### [Your assignment]
Send every record back word for word.
Record set START
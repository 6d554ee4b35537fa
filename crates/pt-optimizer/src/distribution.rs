//! Multivariate-normal search distribution.

use nalgebra::{DMatrix, DVector};
use rand::Rng;
use rand_distr::StandardNormal;
use tracing::{debug, warn};

use pt_types::{CheckpointError, ParameterVector, Population, TuneResult};

use crate::handler::ParameterHandler;

/// Smallest eigenvalue a covariance may keep before it is projected.
pub const EIGENVALUE_FLOOR: f64 = 1e-12;

/// Search distribution: mean vector plus a symmetric PSD covariance.
#[derive(Debug, Clone, PartialEq)]
pub struct Distribution {
    mean: DVector<f64>,
    covariance: DMatrix<f64>,
}

impl Distribution {
    /// # Panics
    /// If the covariance is not `n x n` for a mean of length `n`.
    pub fn new(mean: DVector<f64>, covariance: DMatrix<f64>) -> Self {
        assert_eq!(covariance.nrows(), mean.len());
        assert_eq!(covariance.ncols(), mean.len());
        Self { mean, covariance }
    }

    /// Diagonal covariance `diag(stddev^2)`.
    pub fn from_stddev(mean: &[f64], stddev: &[f64]) -> Self {
        let variances = DVector::from_iterator(stddev.len(), stddev.iter().map(|s| s * s));
        Self::new(
            DVector::from_column_slice(mean),
            DMatrix::from_diagonal(&variances),
        )
    }

    pub fn from_handler(handler: &ParameterHandler) -> Self {
        let (mean, stddev) = handler.initial_distribution_params();
        Self::from_stddev(&mean, &stddev)
    }

    /// Rebuild from the flat column-major layout used by checkpoints.
    pub fn from_parts(mean: Vec<f64>, covariance: Vec<f64>) -> TuneResult<Self> {
        let n = mean.len();
        if covariance.len() != n * n {
            return Err(CheckpointError::DimensionMismatch {
                expected: n * n,
                found: covariance.len(),
            }
            .into());
        }
        Ok(Self::new(
            DVector::from_vec(mean),
            DMatrix::from_column_slice(n, n, &covariance),
        ))
    }

    pub fn dimension(&self) -> usize {
        self.mean.len()
    }

    pub fn mean(&self) -> &DVector<f64> {
        &self.mean
    }

    pub fn covariance(&self) -> &DMatrix<f64> {
        &self.covariance
    }

    pub fn mean_vec(&self) -> ParameterVector {
        self.mean.iter().copied().collect()
    }

    /// Column-major covariance entries.
    pub fn covariance_vec(&self) -> Vec<f64> {
        self.covariance.as_slice().to_vec()
    }

    /// Draw `n` candidates and pass each through the handler's bound.
    pub fn sample<R: Rng>(
        &self,
        n: usize,
        handler: &ParameterHandler,
        rng: &mut R,
    ) -> Population {
        let dim = self.dimension();
        // C = B diag(l) B^T, so x = mean + B diag(sqrt(l)) z has covariance C.
        let eigen = symmetrized(&self.covariance).symmetric_eigen();
        let scales = eigen.eigenvalues.map(|l| l.max(0.0).sqrt());
        let transform = &eigen.eigenvectors * DMatrix::from_diagonal(&scales);

        (0..n)
            .map(|_| {
                let z: DVector<f64> =
                    DVector::from_iterator(dim, (0..dim).map(|_| rng.sample(StandardNormal)));
                let x = &self.mean + &transform * z;
                let mut candidate: ParameterVector = x.iter().copied().collect();
                handler.bound(&mut candidate);
                candidate
            })
            .collect()
    }

    /// Project the covariance back onto the PSD cone if it drifted off it.
    ///
    /// Returns true when the matrix had to be changed.
    pub fn regularize(&mut self) -> bool {
        let symmetric = symmetrized(&self.covariance);
        let eigen = symmetric.clone().symmetric_eigen();
        let min_eigenvalue = eigen.eigenvalues.iter().copied().fold(f64::INFINITY, f64::min);

        if min_eigenvalue >= EIGENVALUE_FLOOR && symmetric == self.covariance {
            return false;
        }
        if min_eigenvalue >= EIGENVALUE_FLOOR {
            debug!("Covariance symmetrized");
            self.covariance = symmetric;
            return true;
        }

        warn!(
            "Covariance has eigenvalue {:.3e}; clamping to {:.0e}",
            min_eigenvalue, EIGENVALUE_FLOOR
        );
        let clamped = eigen.eigenvalues.map(|l| l.max(EIGENVALUE_FLOOR));
        let b = &eigen.eigenvectors;
        self.covariance = symmetrized(&(b * DMatrix::from_diagonal(&clamped) * b.transpose()));
        true
    }

    pub fn min_eigenvalue(&self) -> f64 {
        symmetrized(&self.covariance)
            .symmetric_eigen()
            .eigenvalues
            .iter()
            .copied()
            .fold(f64::INFINITY, f64::min)
    }
}

fn symmetrized(m: &DMatrix<f64>) -> DMatrix<f64> {
    (m + m.transpose()) * 0.5
}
Record set END
### [Answer]
repository 6d554ee4b35537fa
filename crates/pt-optimizer/src/distribution.rs
//! Multivariate-normal search distribution.

use nalgebra::{DMatrix, DVector};
use rand::Rng;
use rand_distr::StandardNormal;
use tracing::{debug, warn};

use pt_types::{CheckpointError, ParameterVector, Population, TuneResult};

use crate::handler::ParameterHandler;

/// Smallest eigenvalue a covariance may keep before it is projected.
pub const EIGENVALUE_FLOOR: f64 = 1e-12;

/// Search distribution: mean vector plus a symmetric PSD covariance.
#[derive(Debug, Clone, PartialEq)]
pub struct Distribution {
    mean: DVector<f64>,
    covariance: DMatrix<f64>,
}

impl Distribution {
    /// # Panics
    /// If the covariance is not `n x n` for a mean of length `n`.
    pub fn new(mean: DVector<f64>, covariance: DMatrix<f64>) -> Self {
        assert_eq!(covariance.nrows(), mean.len());
        assert_eq!(covariance.ncols(), mean.len());
        Self { mean, covariance }
    }

    /// Diagonal covariance `diag(stddev^2)`.
    pub fn from_stddev(mean: &[f64], stddev: &[f64]) -> Self {
        let variances = DVector::from_iterator(stddev.len(), stddev.iter().map(|s| s * s));
        Self::new(
            DVector::from_column_slice(mean),
            DMatrix::from_diagonal(&variances),
        )
    }

    pub fn from_handler(handler: &ParameterHandler) -> Self {
        let (mean, stddev) = handler.initial_distribution_params();
        Self::from_stddev(&mean, &stddev)
    }

    /// Rebuild from the flat column-major layout used by checkpoints.
    pub fn from_parts(mean: Vec<f64>, covariance: Vec<f64>) -> TuneResult<Self> {
        let n = mean.len();
        if covariance.len() != n * n {
            return Err(CheckpointError::DimensionMismatch {
                expected: n * n,
                found: covariance.len(),
            }
            .into());
        }
        Ok(Self::new(
            DVector::from_vec(mean),
            DMatrix::from_column_slice(n, n, &covariance),
        ))
    }

    pub fn dimension(&self) -> usize {
        self.mean.len()
    }

    pub fn mean(&self) -> &DVector<f64> {
        &self.mean
    }

    pub fn covariance(&self) -> &DMatrix<f64> {
        &self.covariance
    }

    pub fn mean_vec(&self) -> ParameterVector {
        self.mean.iter().copied().collect()
    }

    /// Column-major covariance entries.
    pub fn covariance_vec(&self) -> Vec<f64> {
        self.covariance.as_slice().to_vec()
    }

    /// Draw `n` candidates and pass each through the handler's bound.
    pub fn sample<R: Rng>(
        &self,
        n: usize,
        handler: &ParameterHandler,
        rng: &mut R,
    ) -> Population {
        let dim = self.dimension();
        // C = B diag(l) B^T, so x = mean + B diag(sqrt(l)) z has covariance C.
        let eigen = symmetrized(&self.covariance).symmetric_eigen();
        let scales = eigen.eigenvalues.map(|l| l.max(0.0).sqrt());
        let transform = &eigen.eigenvectors * DMatrix::from_diagonal(&scales);

        (0..n)
            .map(|_| {
                let z: DVector<f64> =
                    DVector::from_iterator(dim, (0..dim).map(|_| rng.sample(StandardNormal)));
                let x = &self.mean + &transform * z;
                let mut candidate: ParameterVector = x.iter().copied().collect();
                handler.bound(&mut candidate);
                candidate
            })
            .collect()
    }

    /// Project the covariance back onto the PSD cone if it drifted off it.
    ///
    /// Returns true when the matrix had to be changed.
    pub fn regularize(&mut self) -> bool {
        let symmetric = symmetrized(&self.covariance);
        let eigen = symmetric.clone().symmetric_eigen();
        let min_eigenvalue = eigen.eigenvalues.iter().copied().fold(f64::INFINITY, f64::min);

        if min_eigenvalue >= EIGENVALUE_FLOOR && symmetric == self.covariance {
            return false;
        }
        if min_eigenvalue >= EIGENVALUE_FLOOR {
            debug!("Covariance symmetrized");
            self.covariance = symmetric;
            return true;
        }

        warn!(
            "Covariance has eigenvalue {:.3e}; clamping to {:.0e}",
            min_eigenvalue, EIGENVALUE_FLOOR
        );
        let clamped = eigen.eigenvalues.map(|l| l.max(EIGENVALUE_FLOOR));
        let b = &eigen.eigenvectors;
        self.covariance = symmetrized(&(b * DMatrix::from_diagonal(&clamped) * b.transpose()));
        true
    }

    pub fn min_eigenvalue(&self) -> f64 {
        symmetrized(&self.covariance)
            .symmetric_eigen()
            .eigenvalues
            .iter()
            .copied()
            .fold(f64::INFINITY, f64::min)
    }
}

fn symmetrized(m: &DMatrix<f64>) -> DMatrix<f64> {
    (m + m.transpose()) * 0.5
}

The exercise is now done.